Manfred Dobin had access to a number of postal and related archives in Russia. He was one of the first to write a standard work on the postmarks of the Russian Empire.

- Dobin, Manfred, Postmarks of Russian Empire (pre-adhesive period), Standard-Collection, Saint Petersburg (1993)
- Dobin, M.A. & L.G. Ratner, From the History of the Saint-Petersburg Post, 1703–1914, Standard-Collection, Saint Petersburg (2004).
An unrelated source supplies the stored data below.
//! Core value types and operations.

use serde::{Deserialize, Serialize};
use std::fmt;

/// Value represents a JSON value that can be any of the supported types.
///
/// `Clone` is a deep copy and `PartialEq` is deep structural equality.
/// `Int` and `Float` never compare equal, even for the same magnitude.
#[derive(Debug, Clone, Default, PartialEq, Serialize, Deserialize)]
#[serde(untagged)]
pub enum Value {
    #[default]
    Null,
    Bool(bool),
    Int(i64),
    Float(f64),
    String(String),
    List(Vec<Value>),
    Map(Map),
}

/// Map represents a key-value map where keys are strings.
#[derive(Debug, Clone, Default, PartialEq, Serialize, Deserialize)]
#[serde(transparent)]
pub struct Map {
    pub fields: std::collections::BTreeMap<String, Value>,
}

impl Value {
    pub fn is_null(&self) -> bool {
        matches!(self, Value::Null)
    }

    pub fn is_bool(&self) -> bool {
        matches!(self, Value::Bool(_))
    }

    pub fn is_int(&self) -> bool {
        matches!(self, Value::Int(_))
    }

    pub fn is_float(&self) -> bool {
        matches!(self, Value::Float(_))
    }

    pub fn is_string(&self) -> bool {
        matches!(self, Value::String(_))
    }

    pub fn is_list(&self) -> bool {
        matches!(self, Value::List(_))
    }

    pub fn is_map(&self) -> bool {
        matches!(self, Value::Map(_))
    }

    pub fn as_bool(&self) -> Option<bool> {
        match self {
            Value::Bool(b) => Some(*b),
            _ => None,
        }
    }

    pub fn as_int(&self) -> Option<i64> {
        match self {
            Value::Int(i) => Some(*i),
            _ => None,
        }
    }

    pub fn as_float(&self) -> Option<f64> {
        match self {
            Value::Float(f) => Some(*f),
            _ => None,
        }
    }

    pub fn as_str(&self) -> Option<&str> {
        match self {
            Value::String(s) => Some(s),
            _ => None,
        }
    }

    pub fn as_list(&self) -> Option<&Vec<Value>> {
        match self {
            Value::List(l) => Some(l),
            _ => None,
        }
    }

    pub fn as_map(&self) -> Option<&Map> {
        match self {
            Value::Map(m) => Some(m),
            _ => None,
        }
    }

    /// Returns the shallow category of this value, as used in diagnostics.
    /// Ints and floats both report "number".
    pub fn type_name(&self) -> &'static str {
        match self {
            Value::Null => "null",
            Value::Bool(_) => "boolean",
            Value::Int(_) | Value::Float(_) => "number",
            Value::String(_) => "string",
            Value::List(_) => "list",
            Value::Map(_) => "map",
        }
    }
}

impl fmt::Display for Value {
    /// Renders the value as compact JSON text.
    fn fmt(&self, f: &mut fmt::Formatter<'_>) -> fmt::Result {
        let json = serde_json::to_string(self).map_err(|_| fmt::Error)?;
        write!(f, "{}", json)
    }
}

impl Map {
    pub fn new() -> Self {
        Map {
            fields: std::collections::BTreeMap::new(),
        }
    }

    pub fn get(&self, key: &str) -> Option<&Value> {
        self.fields.get(key)
    }

    pub fn set(&mut self, key: String, value: Value) {
        self.fields.insert(key, value);
    }

    pub fn has(&self, key: &str) -> bool {
        self.fields.contains_key(key)
    }

    pub fn delete(&mut self, key: &str) -> Option<Value> {
        self.fields.remove(key)
    }

    pub fn len(&self) -> usize {
        self.fields.len()
    }

    pub fn is_empty(&self) -> bool {
        self.fields.is_empty()
    }

    pub fn iter(&self) -> impl Iterator<Item = (&String, &Value)> {
        self.fields.iter()
    }
}

impl From<bool> for Value {
    fn from(b: bool) -> Self {
        Value::Bool(b)
    }
}

impl From<i64> for Value {
    fn from(i: i64) -> Self {
        Value::Int(i)
    }
}

impl From<f64> for Value {
    fn from(f: f64) -> Self {
        Value::Float(f)
    }
}

impl From<&str> for Value {
    fn from(s: &str) -> Self {
        Value::String(s.to_string())
    }
}

impl From<String> for Value {
    fn from(s: String) -> Self {
        Value::String(s)
    }
}

impl From<Vec<Value>> for Value {
    fn from(l: Vec<Value>) -> Self {
        Value::List(l)
    }
}

impl From<Map> for Value {
    fn from(m: Map) -> Self {
        Value::Map(m)
    }
}

/// Parse a value from JSON.
pub fn from_json(json: &str) -> Result<Value, serde_json::Error> {
    serde_json::from_str(json)
}

/// Serialize a value to JSON.
pub fn to_json(value: &Value) -> Result<String, serde_json::Error> {
    serde_json::to_string(value)
}

/// Serialize a value to indented JSON, for human-readable dumps.
pub fn to_json_pretty(value: &Value) -> Result<String, serde_json::Error> {
    serde_json::to_string_pretty(value)
}

/// Parse a value from YAML.
pub fn from_yaml(yaml: &str) -> Result<Value, serde_yaml::Error> {
    serde_yaml::from_str(yaml)
}

/// Serialize a value to YAML.
pub fn to_yaml(value: &Value) -> Result<String, serde_yaml::Error> {
    serde_yaml::to_string(value)
}
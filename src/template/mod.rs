//! Template module - a targeted shape language for JSON documents.
//!
//! Templates are authored as values in the same shape-space as the data
//! they constrain and compiled once into a tagged model, so the decision
//! of what a raw shape means is made in exactly one place.

mod model;
mod validation;

pub use model::*;
pub use validation::*;
//! Delta module - minimal structural patches between same-shaped views.

mod engine;


pub use engine::*;
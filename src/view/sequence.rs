//! Sequence views over ordered containers.

use super::wrap::{wrap, Field};
use crate::template::{Template, ValidationError};
use crate::value::Value;
use std::fmt;

/// SequenceView wraps an ordered container together with the single
/// template every item must match.
///
/// Like [`MappingView`](super::MappingView), the view owns its data
/// exclusively; element reads hand out independent snapshots.
#[derive(Debug, Clone, PartialEq)]
pub struct SequenceView {
    type_name: String,
    item_template: Template,
    item_type_name: String,
    data: Vec<Value>,
}

impl SequenceView {
    /// Creates a view over `data`, validating every element eagerly and
    /// recursively against `item_template`.
    pub fn new(
        type_name: impl Into<String>,
        item_template: Template,
        data: Vec<Value>,
    ) -> Result<SequenceView, ValidationError> {
        let type_name = type_name.into();
        let item_type_name = format!("(item of {})", type_name);
        for element in &data {
            item_template.validate(&item_type_name, element)?;
        }
        Ok(SequenceView {
            type_name,
            item_template,
            item_type_name,
            data,
        })
    }

    /// Returns the type-name label used in diagnostics.
    pub fn type_name(&self) -> &str {
        &self.type_name
    }

    /// Returns the template every item validates against.
    pub fn item_template(&self) -> &Template {
        &self.item_template
    }

    /// Returns a reference to the underlying data.
    pub fn data(&self) -> &Vec<Value> {
        &self.data
    }

    /// Consumes the view and returns the underlying data.
    pub fn into_data(self) -> Vec<Value> {
        self.data
    }

    pub fn len(&self) -> usize {
        self.data.len()
    }

    pub fn is_empty(&self) -> bool {
        self.data.is_empty()
    }

    /// Reads the element at `index`, wrapped by the same shape rules as a
    /// mapping view's field read.
    pub fn get(&self, index: usize) -> Result<Field, ValidationError> {
        match self.data.get(index) {
            Some(element) => wrap(self.item_type_name.clone(), &self.item_template, element),
            None => Err(ValidationError::index_out_of_bounds(
                &self.type_name,
                index,
                self.data.len(),
            )),
        }
    }

    /// Replaces the element at `index`, validating the incoming value
    /// recursively before committing. Views unwrap to their raw data.
    pub fn set(&mut self, index: usize, value: impl Into<Value>) -> Result<(), ValidationError> {
        if index >= self.data.len() {
            return Err(ValidationError::index_out_of_bounds(
                &self.type_name,
                index,
                self.data.len(),
            ));
        }
        let value = value.into();
        self.item_template.validate(&self.item_type_name, &value)?;
        self.data[index] = value;
        Ok(())
    }

    /// Appends an element, validating it recursively before committing.
    pub fn push(&mut self, value: impl Into<Value>) -> Result<(), ValidationError> {
        let value = value.into();
        self.item_template.validate(&self.item_type_name, &value)?;
        self.data.push(value);
        Ok(())
    }

    /// Removes and returns the element at `index`, shifting subsequent
    /// elements down.
    pub fn remove(&mut self, index: usize) -> Result<Value, ValidationError> {
        if index >= self.data.len() {
            return Err(ValidationError::index_out_of_bounds(
                &self.type_name,
                index,
                self.data.len(),
            ));
        }
        Ok(self.data.remove(index))
    }

    /// Renders the underlying data as indented JSON text.
    pub fn to_json_pretty(&self) -> Result<String, serde_json::Error> {
        serde_json::to_string_pretty(&self.data)
    }
}

impl fmt::Display for SequenceView {
    fn fmt(&self, f: &mut fmt::Formatter<'_>) -> fmt::Result {
        let json = serde_json::to_string(&self.data).map_err(|_| fmt::Error)?;
        write!(f, "{}: {}", self.type_name, json)
    }
}

impl From<SequenceView> for Value {
    fn from(view: SequenceView) -> Value {
        Value::List(view.data)
    }
}

#[cfg(test)]
mod tests {
    use super::*;
    use crate::value::from_json;
    use pretty_assertions::assert_eq;

    fn items(template: &str, data: &str) -> Result<SequenceView, ValidationError> {
        let item_template = Template::compile(&from_json(template).unwrap());
        let data = match from_json(data).unwrap() {
            Value::List(l) => l,
            other => panic!("test data must be a list, got {:?}", other),
        };
        SequenceView::new("Order.items", item_template, data)
    }

    #[test]
    fn test_construction_validates_each_element() {
        assert!(items("\"\"", r#"["a", "b"]"#).is_ok());

        let err = items("\"\"", r#"["a", 5]"#).unwrap_err();
        assert_eq!(
            err,
            ValidationError::shape_mismatch("(item of Order.items)", "string", "5")
        );
    }

    #[test]
    fn test_construction_validates_recursively() {
        let err = items(r#"{"sku": ""}"#, r#"[{"sku": "a"}, {"sku": 5}]"#).unwrap_err();
        assert_eq!(
            err,
            ValidationError::shape_mismatch("(item of Order.items).sku", "string", "5")
        );
    }

    #[test]
    fn test_get_wraps_by_item_template() {
        let v = items(r#"{"sku": ""}"#, r#"[{"sku": "a"}]"#).unwrap();
        let item = v.get(0).unwrap().into_mapping().unwrap();
        assert_eq!(item.get("sku").unwrap().as_value(), Some(&Value::String("a".into())));
    }

    #[test]
    fn test_get_out_of_bounds() {
        let v = items("\"\"", r#"["a"]"#).unwrap();
        assert_eq!(
            v.get(3).unwrap_err(),
            ValidationError::index_out_of_bounds("Order.items", 3, 1)
        );
    }

    #[test]
    fn test_null_element_reads_absent() {
        let v = items("\"\"", r#"["a", null]"#).unwrap();
        assert!(v.get(1).unwrap().is_absent());
    }

    #[test]
    fn test_set_validates_before_commit() {
        let mut v = items("\"\"", r#"["a"]"#).unwrap();
        assert!(v.set(0, 5i64).is_err());
        assert_eq!(v.data(), &vec![Value::String("a".into())]);

        v.set(0, "b").unwrap();
        assert_eq!(v.data(), &vec![Value::String("b".into())]);
    }

    #[test]
    fn test_push_validates() {
        let mut v = items("0", "[1, 2]").unwrap();
        v.push(3i64).unwrap();
        assert_eq!(v.len(), 3);

        assert!(v.push("four").is_err());
        assert_eq!(v.len(), 3);
    }

    #[test]
    fn test_remove_shifts() {
        let mut v = items("\"\"", r#"["a", "b", "c"]"#).unwrap();
        assert_eq!(v.remove(1).unwrap(), Value::String("b".into()));
        assert_eq!(
            v.data(),
            &vec![Value::String("a".into()), Value::String("c".into())]
        );
        assert!(v.remove(5).is_err());
    }

    #[test]
    fn test_unconstrained_items() {
        let mut v = items("null", r#"[1, "two", {"three": 3}]"#).unwrap();
        assert!(v.get(2).unwrap().into_mapping().is_some());
        v.push(from_json("[4]").unwrap()).unwrap();
        assert!(v.get(3).unwrap().into_sequence().is_some());
    }

    #[test]
    fn test_display() {
        let v = items("0", "[1, 2]").unwrap();
        assert_eq!(format!("{}", v), "Order.items: [1,2]");
    }
}
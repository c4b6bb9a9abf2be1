//! Mapping views over keyed containers.

use super::wrap::{wrap, Field};
use super::underscores_to_spaces;
use crate::template::{Template, ValidationError};
use crate::value::{Map, Value};
use std::fmt;

/// MappingView wraps a keyed container together with its template,
/// exposing named-field access, mutation, and deletion.
///
/// The view owns its data exclusively: nested views returned by reads are
/// independent snapshots, and nested updates are written back through
/// [`MappingView::set`]. `Clone` is a deep copy of template and data both.
///
/// Identifier-style accessors (`get`, `set`, `remove`, `contains`) run the
/// name through [`underscores_to_spaces`]; the `*_key` variants take the
/// stored key form verbatim.
#[derive(Debug, Clone, PartialEq)]
pub struct MappingView {
    type_name: String,
    template: Template,
    data: Map,
}

impl MappingView {
    /// Creates a view over `data`, validating it eagerly and recursively
    /// against `template`. A malformed tree fails here, at the point it is
    /// wrapped, with a path-labelled error.
    pub fn new(
        type_name: impl Into<String>,
        template: Template,
        data: Map,
    ) -> Result<MappingView, ValidationError> {
        let view = MappingView {
            type_name: type_name.into(),
            template,
            data,
        };
        view.template.validate_object(&view.type_name, &view.data)?;
        Ok(view)
    }

    /// Returns the type-name label used in diagnostics.
    pub fn type_name(&self) -> &str {
        &self.type_name
    }

    /// Returns the compiled template this view validates against.
    pub fn template(&self) -> &Template {
        &self.template
    }

    /// Returns a reference to the underlying data.
    pub fn data(&self) -> &Map {
        &self.data
    }

    /// Consumes the view and returns the underlying data.
    pub fn into_data(self) -> Map {
        self.data
    }

    /// Reads a field by identifier-style name.
    ///
    /// An absent key and an explicit null both surface as
    /// [`Field::Absent`]. Container-shaped fields come back wrapped as
    /// nested views; everything else comes back as a leaf value.
    pub fn get(&self, name: &str) -> Result<Field, ValidationError> {
        self.get_key(&underscores_to_spaces(name))
    }

    /// Reads a field by exact key, without name translation.
    pub fn get_key(&self, key: &str) -> Result<Field, ValidationError> {
        self.check_name(key)?;
        match self.data.get(key) {
            None => Ok(Field::Absent),
            Some(value) if value.is_null() => Ok(Field::Absent),
            Some(value) => wrap(self.element_type_name(key), self.field_template(key), value),
        }
    }

    /// Writes a field by identifier-style name.
    ///
    /// Views passed as the value unwrap to their raw data. With a
    /// constrained template the name and the value are validated, the
    /// value recursively, strictly before the write commits; a failed
    /// write leaves the data untouched.
    pub fn set(&mut self, name: &str, value: impl Into<Value>) -> Result<(), ValidationError> {
        self.set_key(underscores_to_spaces(name), value)
    }

    /// Writes a field by exact key, without name translation.
    pub fn set_key(
        &mut self,
        key: impl Into<String>,
        value: impl Into<Value>,
    ) -> Result<(), ValidationError> {
        let key = key.into();
        let value = value.into();
        if !matches!(self.template, Template::Unconstrained) {
            self.check_name(&key)?;
            self.field_template(&key)
                .validate(&self.element_type_name(&key), &value)?;
        }
        self.data.set(key, value);
        Ok(())
    }

    /// Removes a field by identifier-style name, returning its prior value.
    pub fn remove(&mut self, name: &str) -> Result<Option<Value>, ValidationError> {
        self.remove_key(&underscores_to_spaces(name))
    }

    /// Removes a field by exact key, without name translation.
    pub fn remove_key(&mut self, key: &str) -> Result<Option<Value>, ValidationError> {
        self.check_name(key)?;
        Ok(self.data.delete(key))
    }

    /// Returns true if the named field is present and non-null.
    pub fn contains(&self, name: &str) -> bool {
        self.has_key(&underscores_to_spaces(name))
    }

    /// Returns true if the exact key is present and non-null.
    pub fn has_key(&self, key: &str) -> bool {
        matches!(self.data.get(key), Some(value) if !value.is_null())
    }

    /// Iterates over the present, non-null field names.
    pub fn names(&self) -> impl Iterator<Item = &str> {
        self.data
            .iter()
            .filter(|(_, value)| !value.is_null())
            .map(|(key, _)| key.as_str())
    }

    /// Renders the underlying data as indented JSON text.
    pub fn to_json_pretty(&self) -> Result<String, serde_json::Error> {
        serde_json::to_string_pretty(&self.data)
    }

    /// Resolves the template value applicable to a key: the declared field
    /// template, the wildcard item template, or no constraint.
    fn field_template(&self, key: &str) -> &Template {
        match &self.template {
            Template::FixedObject(fields) => fields.get(key).unwrap_or(&Template::Unconstrained),
            Template::WildcardObject(item) => item,
            _ => &Template::Unconstrained,
        }
    }

    /// Builds the diagnostic label for a field position.
    fn element_type_name(&self, key: &str) -> String {
        match self.template {
            Template::WildcardObject(_) => format!("(element of {})", self.type_name),
            _ => format!("{}.{}", self.type_name, key),
        }
    }

    /// Fails with UnknownField for a key not declared by a fixed-shape
    /// template. Wildcard and unconstrained templates accept any key.
    fn check_name(&self, key: &str) -> Result<(), ValidationError> {
        if let Template::FixedObject(fields) = &self.template {
            if !fields.contains_key(key) {
                return Err(ValidationError::unknown_field(&self.type_name, key));
            }
        }
        Ok(())
    }
}

impl fmt::Display for MappingView {
    fn fmt(&self, f: &mut fmt::Formatter<'_>) -> fmt::Result {
        let json = serde_json::to_string(&self.data).map_err(|_| fmt::Error)?;
        write!(f, "{}: {}", self.type_name, json)
    }
}

impl From<MappingView> for Value {
    fn from(view: MappingView) -> Value {
        Value::Map(view.data)
    }
}
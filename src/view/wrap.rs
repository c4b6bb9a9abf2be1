//! The wrap factory: the single place deciding whether a templated value
//! reads back as an object view, a sequence view, or a leaf.

use super::mapping::MappingView;
use super::sequence::SequenceView;
use crate::template::{Template, ValidationError};
use crate::value::Value;

/// Field is the result of reading one position through a view.
#[derive(Debug, Clone, PartialEq)]
pub enum Field {
    /// The key is absent or holds an explicit null.
    Absent,
    /// A leaf value.
    Value(Value),
    /// A nested object, wrapped against its resolved template.
    Mapping(MappingView),
    /// A nested sequence, wrapped against its resolved item template.
    Sequence(SequenceView),
}

impl Field {
    pub fn is_absent(&self) -> bool {
        matches!(self, Field::Absent)
    }

    pub fn as_value(&self) -> Option<&Value> {
        match self {
            Field::Value(value) => Some(value),
            _ => None,
        }
    }

    pub fn into_mapping(self) -> Option<MappingView> {
        match self {
            Field::Mapping(view) => Some(view),
            _ => None,
        }
    }

    pub fn into_sequence(self) -> Option<SequenceView> {
        match self {
            Field::Sequence(view) => Some(view),
            _ => None,
        }
    }

    /// Unwraps to the underlying raw value; absence surfaces as null.
    pub fn into_value(self) -> Value {
        match self {
            Field::Absent => Value::Null,
            Field::Value(value) => value,
            Field::Mapping(view) => view.into(),
            Field::Sequence(view) => view.into(),
        }
    }
}

/// Wraps a raw value against its resolved template.
///
/// Object-shaped templates produce a [`MappingView`], sequence templates a
/// [`SequenceView`], and an unconstrained template defers to the value's
/// own shape. Scalar and choice templates always read back as leaves.
/// Wrapping a container re-runs recursive validation through the view
/// constructor.
pub fn wrap(type_name: String, template: &Template, value: &Value) -> Result<Field, ValidationError> {
    if value.is_null() {
        return Ok(Field::Absent);
    }

    match template {
        Template::FixedObject(_) | Template::WildcardObject(_) => match value {
            Value::Map(data) => Ok(Field::Mapping(MappingView::new(
                type_name,
                template.clone(),
                data.clone(),
            )?)),
            other => Err(ValidationError::shape_mismatch(
                type_name,
                "map",
                other.to_string(),
            )),
        },
        Template::Sequence(item) => match value {
            Value::List(items) => Ok(Field::Sequence(SequenceView::new(
                type_name,
                (**item).clone(),
                items.clone(),
            )?)),
            other => Err(ValidationError::shape_mismatch(
                type_name,
                "list",
                other.to_string(),
            )),
        },
        Template::Unconstrained => match value {
            Value::Map(data) => Ok(Field::Mapping(MappingView::new(
                type_name,
                Template::Unconstrained,
                data.clone(),
            )?)),
            Value::List(items) => Ok(Field::Sequence(SequenceView::new(
                type_name,
                Template::Unconstrained,
                items.clone(),
            )?)),
            other => Ok(Field::Value(other.clone())),
        },
        Template::Scalar(_) | Template::Choice(_) => Ok(Field::Value(value.clone())),
    }
}

#[cfg(test)]
mod tests {
    use super::*;
    use crate::value::from_json;

    fn compile(json: &str) -> Template {
        Template::compile(&from_json(json).unwrap())
    }

    #[test]
    fn test_wrap_null_is_absent() {
        let field = wrap("T".into(), &compile("\"\""), &Value::Null).unwrap();
        assert!(field.is_absent());
    }

    #[test]
    fn test_wrap_object_template() {
        let template = compile(r#"{"name": ""}"#);
        let value = from_json(r#"{"name": "a"}"#).unwrap();
        let field = wrap("T".into(), &template, &value).unwrap();
        assert!(matches!(field, Field::Mapping(_)));
    }

    #[test]
    fn test_wrap_sequence_template() {
        let template = compile(r#"[""]"#);
        let value = from_json(r#"["a", "b"]"#).unwrap();
        let field = wrap("T".into(), &template, &value).unwrap();
        assert!(matches!(field, Field::Sequence(_)));
    }

    #[test]
    fn test_wrap_unconstrained_infers_from_data() {
        let template = Template::Unconstrained;
        assert!(matches!(
            wrap("T".into(), &template, &from_json(r#"{"a": 1}"#).unwrap()).unwrap(),
            Field::Mapping(_)
        ));
        assert!(matches!(
            wrap("T".into(), &template, &from_json("[1]").unwrap()).unwrap(),
            Field::Sequence(_)
        ));
        assert!(matches!(
            wrap("T".into(), &template, &from_json("5").unwrap()).unwrap(),
            Field::Value(Value::Int(5))
        ));
    }

    #[test]
    fn test_wrap_scalar_and_choice_are_leaves() {
        let field = wrap("T".into(), &compile("\"\""), &Value::String("x".into())).unwrap();
        assert_eq!(field.as_value(), Some(&Value::String("x".into())));

        let field = wrap(
            "T".into(),
            &compile(r#"["open", "closed"]"#),
            &Value::String("open".into()),
        )
        .unwrap();
        assert!(matches!(field, Field::Value(_)));
    }

    #[test]
    fn test_wrap_validates_recursively() {
        let template = compile(r#"{"count": 0}"#);
        let value = from_json(r#"{"count": "many"}"#).unwrap();
        assert!(wrap("T".into(), &template, &value).is_err());
    }

    #[test]
    fn test_field_into_value() {
        assert_eq!(Field::Absent.into_value(), Value::Null);
        assert_eq!(Field::Value(Value::Int(1)).into_value(), Value::Int(1));
    }
}
//! ListLoginProfilesHandler - Profiles offered on the sign-in screen.

use std::sync::Arc;

use crate::application::handlers::support::authorize_caller;
use crate::application::DomainStore;
use crate::domain::access::{Operation, Resource};
use crate::domain::dashboard::{login_profiles, LoginProfile};
use crate::domain::foundation::{CommandMetadata, DomainError};

pub struct ListLoginProfilesHandler {
    store: Arc<DomainStore>,
}

impl ListLoginProfilesHandler {
    pub fn new(store: Arc<DomainStore>) -> Self {
        Self { store }
    }

    pub async fn handle(&self, metadata: CommandMetadata) -> Result<Vec<LoginProfile>, DomainError> {
        let doc = self.store.snapshot().await?;
        authorize_caller(&doc, &metadata, Operation::ListLoginProfiles, &Resource::Dataset)?;
        Ok(login_profiles(&doc))
    }
}
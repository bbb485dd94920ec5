//! Domain layer containing business logic and domain types.
//!
//! # Module Organization
//!
//! - `foundation` - Shared domain primitives (IDs, errors, events, state machines)
//! - `user` - Accounts, roles and PINs
//! - `club` - Clubs, memberships and club roles
//! - `membership` - Join requests and the membership lifecycle
//! - `club_event` - Event proposals, decisions and registrations
//! - `access` - Role-based access policy
//! - `directory` - User and club administration, cascading deletes
//! - `store` - The persisted document, normalization and seed data
//! - `dashboard` - Read models and export

pub mod access;
pub mod club;
pub mod club_event;
pub mod dashboard;
pub mod directory;
pub mod foundation;
pub mod membership;
pub mod store;
pub mod user;
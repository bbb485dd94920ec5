//! Storage configuration

use serde::Deserialize;
use std::path::{Path, PathBuf};

use super::error::ValidationError;

/// Where the campus document is kept
#[derive(Debug, Clone, Deserialize)]
pub struct StorageConfig {
    /// JSON file holding the whole dataset
    #[serde(default = "default_data_path")]
    pub data_path: PathBuf,
}

impl StorageConfig {
    pub fn data_path(&self) -> &Path {
        &self.data_path
    }

    /// Validate storage configuration
    pub fn validate(&self) -> Result<(), ValidationError> {
        if self.data_path.as_os_str().is_empty() {
            return Err(ValidationError::MissingRequired("storage.data_path"));
        }
        if self.data_path.is_dir() {
            return Err(ValidationError::DataPathIsDirectory(
                self.data_path.display().to_string(),
            ));
        }
        Ok(())
    }
}

impl Default for StorageConfig {
    fn default() -> Self {
        Self {
            data_path: default_data_path(),
        }
    }
}

fn default_data_path() -> PathBuf {
    PathBuf::from("./data/campus_life_data.json")
}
===Articles in philatelic journals===
The postal history of the Russian Empire is the main focus of the work of Dobin. Relating to this subject he has authored articles in Filateliya SSSR (Philately of the USSR), a monthly bulletin published in Moscow since 1966. "Filateliya SSSR" was an organ of the Ministry of Communications of the USSR and the All-Union Society of Philatelists (Всесоюзное общество филателистов). Some of his articles were translated and published in Rossica.

==Honors and awards==
Dobin was awarded a major FIP exhibition award: Russia (Grand Prix). During the Soviet period, the collection of M. A. Dobin "From the history of the postmark of Russia" won gold medals at the international exhibitions "Sotsfilex-83" in Moscow and "Sotsfileks-84" in Wrocław. At POLSKA 93, Large Gold was awarded for his exhibition 'Postal history of Russia'.